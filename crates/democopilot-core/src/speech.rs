//! Speech-synthesis collaborator port.

use std::time::Duration;

use async_trait::async_trait;
use thiserror::Error;

/// Errors reported by a speech collaborator.
#[derive(Debug, Clone, PartialEq, Eq, Error)]
pub enum SpeechError {
    /// The backend could not be reached.
    #[error("speech backend unavailable: {0}")]
    Unavailable(String),

    /// The backend rejected or failed the request.
    #[error("speech synthesis failed: {0}")]
    Synthesis(String),
}

/// Audio produced for one piece of text.
#[derive(Debug, Clone, Default, PartialEq, Eq)]
pub struct SpeechOutput {
    /// Encoded audio. Empty when the backend is silent.
    pub audio: Vec<u8>,
    /// Playback duration reported by the backend.
    pub duration: Duration,
}

impl SpeechOutput {
    /// An empty, zero-duration output.
    #[must_use]
    pub fn silent() -> Self {
        Self::default()
    }

    /// Returns `true` if there is nothing to play.
    #[must_use]
    pub fn is_silent(&self) -> bool {
        self.audio.is_empty() && self.duration.is_zero()
    }
}

/// Turns text into spoken audio.
///
/// Implementations should return [`SpeechOutput::silent`] rather than an
/// error when the backend is known to be absent, so the walkthrough can
/// always run without narration.
#[async_trait]
pub trait SpeechSynthesizer: Send + Sync {
    /// Identity of the voice, used as part of the narration cache key.
    fn voice_id(&self) -> &str;

    /// Returns `false` when narration is known to be unavailable up front.
    fn is_available(&self) -> bool {
        true
    }

    /// Synthesizes `text`. The engine forwards the audio to observers and
    /// holds for the reported duration while it plays.
    async fn speak(&self, text: &str) -> Result<SpeechOutput, SpeechError>;
}
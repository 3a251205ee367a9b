//! Fan-out of session notifications.

use std::sync::Arc;

use democopilot_core::action::ActionOutcome;
use democopilot_core::observer::SessionObserver;
use democopilot_core::progress::ProgressSnapshot;
use democopilot_core::state::SessionState;
use uuid::Uuid;

/// The observers registered for one session.
#[derive(Clone)]
pub struct ObserverSet {
    session_id: Uuid,
    observers: Vec<Arc<dyn SessionObserver>>,
}

impl ObserverSet {
    /// Creates an empty set for `session_id`.
    #[must_use]
    pub fn new(session_id: Uuid) -> Self {
        Self {
            session_id,
            observers: Vec::new(),
        }
    }

    /// Registers another observer.
    pub fn push(&mut self, observer: Arc<dyn SessionObserver>) {
        self.observers.push(observer);
    }

    /// Number of registered observers.
    #[must_use]
    pub fn len(&self) -> usize {
        self.observers.len()
    }

    /// Returns `true` if nobody is listening.
    #[must_use]
    pub fn is_empty(&self) -> bool {
        self.observers.is_empty()
    }

    pub(crate) fn state_changed(&self, state: SessionState) {
        for observer in &self.observers {
            observer.on_state_changed(self.session_id, state);
        }
    }

    pub(crate) fn progress(&self, snapshot: &ProgressSnapshot) {
        for observer in &self.observers {
            observer.on_progress(snapshot);
        }
    }

    pub(crate) fn step_result(&self, step_name: &str, outcomes: &[ActionOutcome]) {
        for observer in &self.observers {
            observer.on_step_result(self.session_id, step_name, outcomes);
        }
    }

    pub(crate) fn audio(&self, audio: &[u8]) {
        if audio.is_empty() {
            return;
        }
        for observer in &self.observers {
            observer.on_audio(self.session_id, audio);
        }
    }
}

impl std::fmt::Debug for ObserverSet {
    fn fmt(&self, f: &mut std::fmt::Formatter<'_>) -> std::fmt::Result {
        f.debug_struct("ObserverSet")
            .field("session_id", &self.session_id)
            .field("observers", &self.observers.len())
            .finish()
    }
}

#[cfg(test)]
mod tests {
    use democopilot_test_support::RecordingObserver;

    use super::*;

    #[test]
    fn test_notifications_reach_every_observer() {
        // Arrange
        let first = Arc::new(RecordingObserver::new());
        let second = Arc::new(RecordingObserver::new());
        let mut set = ObserverSet::new(Uuid::new_v4());
        set.push(first.clone());
        set.push(second.clone());

        // Act
        set.state_changed(SessionState::Running);
        set.step_result("intro", &[]);

        // Assert
        assert_eq!(set.len(), 2);
        assert_eq!(first.states(), vec![SessionState::Running]);
        assert_eq!(second.states(), vec![SessionState::Running]);
        assert_eq!(second.executed_steps(), vec!["intro".to_owned()]);
    }

    #[test]
    fn test_empty_audio_is_not_forwarded() {
        let observer = Arc::new(RecordingObserver::new());
        let mut set = ObserverSet::new(Uuid::new_v4());
        set.push(observer.clone());

        set.audio(&[]);
        set.audio(b"pcm");

        assert_eq!(observer.audio(), vec![b"pcm".to_vec()]);
    }
}
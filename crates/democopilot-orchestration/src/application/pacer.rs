//! Paced, sequential execution of a step's actions.

use std::future::Future;
use std::sync::Arc;
use std::time::Duration;

use democopilot_core::action::{ActionOutcome, ActionSpec, ScrollTarget};
use democopilot_core::browser::{BrowserAutomation, BrowserError};
use democopilot_core::error::FatalCollaboratorFailure;
use tokio::time::{Instant, sleep, timeout};
use tracing::{debug, error, warn};

use super::gate::PauseGate;

/// How much time a step's actions are spread across.
#[derive(Debug, Clone, Copy, PartialEq, Eq)]
pub enum PacingBudget {
    /// Split the duration evenly across actions without an explicit delay.
    Proportional(Duration),
    /// No narration to pace against. Only explicit delays and waits apply.
    ExplicitOnly,
}

impl PacingBudget {
    /// Even share of the budget for one of `actions` actions.
    #[must_use]
    pub fn share(self, actions: usize) -> Duration {
        match self {
            Self::Proportional(total) if actions > 0 => {
                total / u32::try_from(actions).unwrap_or(u32::MAX)
            }
            _ => Duration::ZERO,
        }
    }
}

enum Dispatch {
    Performed,
    Skipped,
}

/// Runs actions one at a time against the browser.
///
/// Each action is held for its allotment: the explicit delay if the script
/// set one, else an even share of the budget. Execution time counts toward
/// the allotment. The pause gate is checked before every action.
pub struct ActionPacer {
    browser: Arc<dyn BrowserAutomation>,
    action_timeout: Duration,
}

impl ActionPacer {
    /// Creates a pacer bounding each browser call by `action_timeout`.
    #[must_use]
    pub fn new(browser: Arc<dyn BrowserAutomation>, action_timeout: Duration) -> Self {
        Self {
            browser,
            action_timeout,
        }
    }

    /// Runs `actions` in order and returns one outcome per action.
    ///
    /// An ordinary failure or timeout is recorded and the next action runs.
    ///
    /// # Errors
    ///
    /// Returns `FatalCollaboratorFailure` as soon as the browser reports
    /// that its session is gone. Later actions are not attempted.
    pub async fn run(
        &self,
        actions: &[ActionSpec],
        budget: PacingBudget,
        gate: &PauseGate,
    ) -> Result<Vec<ActionOutcome>, FatalCollaboratorFailure> {
        let share = budget.share(actions.len());
        let mut outcomes = Vec::with_capacity(actions.len());

        for (index, action) in actions.iter().enumerate() {
            gate.wait_open().await;

            let kind = action.kind();
            let started = Instant::now();
            let outcome = match self.dispatch(action).await {
                Ok(Dispatch::Performed) => {
                    ActionOutcome::succeeded(index, kind, started.elapsed())
                }
                Ok(Dispatch::Skipped) => {
                    outcomes.push(ActionOutcome::skipped(index, kind));
                    continue;
                }
                Err(e) if e.is_fatal() => {
                    error!(action_index = index, kind, error = %e, "browser session lost");
                    return Err(FatalCollaboratorFailure::browser(e.to_string()));
                }
                Err(e) => {
                    warn!(action_index = index, kind, error = %e, "action failed, continuing");
                    ActionOutcome::failed(index, kind, e.to_string(), started.elapsed())
                }
            };
            outcomes.push(outcome);

            let allotted = action.explicit_delay().unwrap_or(share);
            let remaining = allotted.saturating_sub(started.elapsed());
            if !remaining.is_zero() {
                sleep(remaining).await;
            }
        }

        Ok(outcomes)
    }

    async fn dispatch(&self, action: &ActionSpec) -> Result<Dispatch, BrowserError> {
        let browser = self.browser.as_ref();
        match action {
            ActionSpec::Click {
                selector,
                description,
                ..
            } => {
                debug!(selector = %selector, description = description.as_deref(), "click");
                self.bounded(browser.click(selector)).await?;
            }
            ActionSpec::TypeText { selector, text, .. } => {
                debug!(selector = %selector, chars = text.chars().count(), "type text");
                self.bounded(browser.type_text(selector, text)).await?;
            }
            ActionSpec::Navigate { url, .. } => {
                debug!(url = %url, "navigate");
                self.bounded(browser.navigate(url)).await?;
            }
            ActionSpec::Upload { selector, path, .. } => {
                debug!(selector = %selector, path = %path, "upload");
                self.bounded(browser.upload(selector, path)).await?;
            }
            ActionSpec::Wait { duration_ms } => {
                sleep(Duration::from_millis(*duration_ms)).await;
            }
            ActionSpec::Highlight {
                selector,
                duration_ms,
                ..
            } => {
                debug!(selector = %selector, duration_ms, "highlight");
                self.bounded(browser.highlight(selector, *duration_ms))
                    .await?;
            }
            ActionSpec::Scroll {
                selector,
                direction,
                pixels,
                ..
            } => {
                let target = match selector {
                    Some(selector) => ScrollTarget::Element(selector.clone()),
                    None => ScrollTarget::Page(*direction),
                };
                debug!(?target, pixels, "scroll");
                self.bounded(browser.scroll(&target, *pixels)).await?;
            }
            ActionSpec::Unsupported => {
                warn!("skipping action of unsupported kind");
                return Ok(Dispatch::Skipped);
            }
        }
        Ok(Dispatch::Performed)
    }

    async fn bounded(
        &self,
        call: impl Future<Output = Result<(), BrowserError>>,
    ) -> Result<(), BrowserError> {
        timeout(self.action_timeout, call)
            .await
            .unwrap_or(Err(BrowserError::Timeout(self.action_timeout)))
    }
}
* * * * *
Reproduce word for word the material above, starting with the line that has "use democopilot_test_support::RecordingObserver;" and stopping after the line that has "assert_eq!(set.len(), 2);".

| Solution to this task |
    use democopilot_test_support::RecordingObserver;

    use super::*;

    #[test]
    fn test_notifications_reach_every_observer() {
        // Arrange
        let first = Arc::new(RecordingObserver::new());
        let second = Arc::new(RecordingObserver::new());
        let mut set = ObserverSet::new(Uuid::new_v4());
        set.push(first.clone());
        set.push(second.clone());

        // Act
        set.state_changed(SessionState::Running);
        set.step_result("intro", &[]);

        // Assert
        assert_eq!(set.len(), 2);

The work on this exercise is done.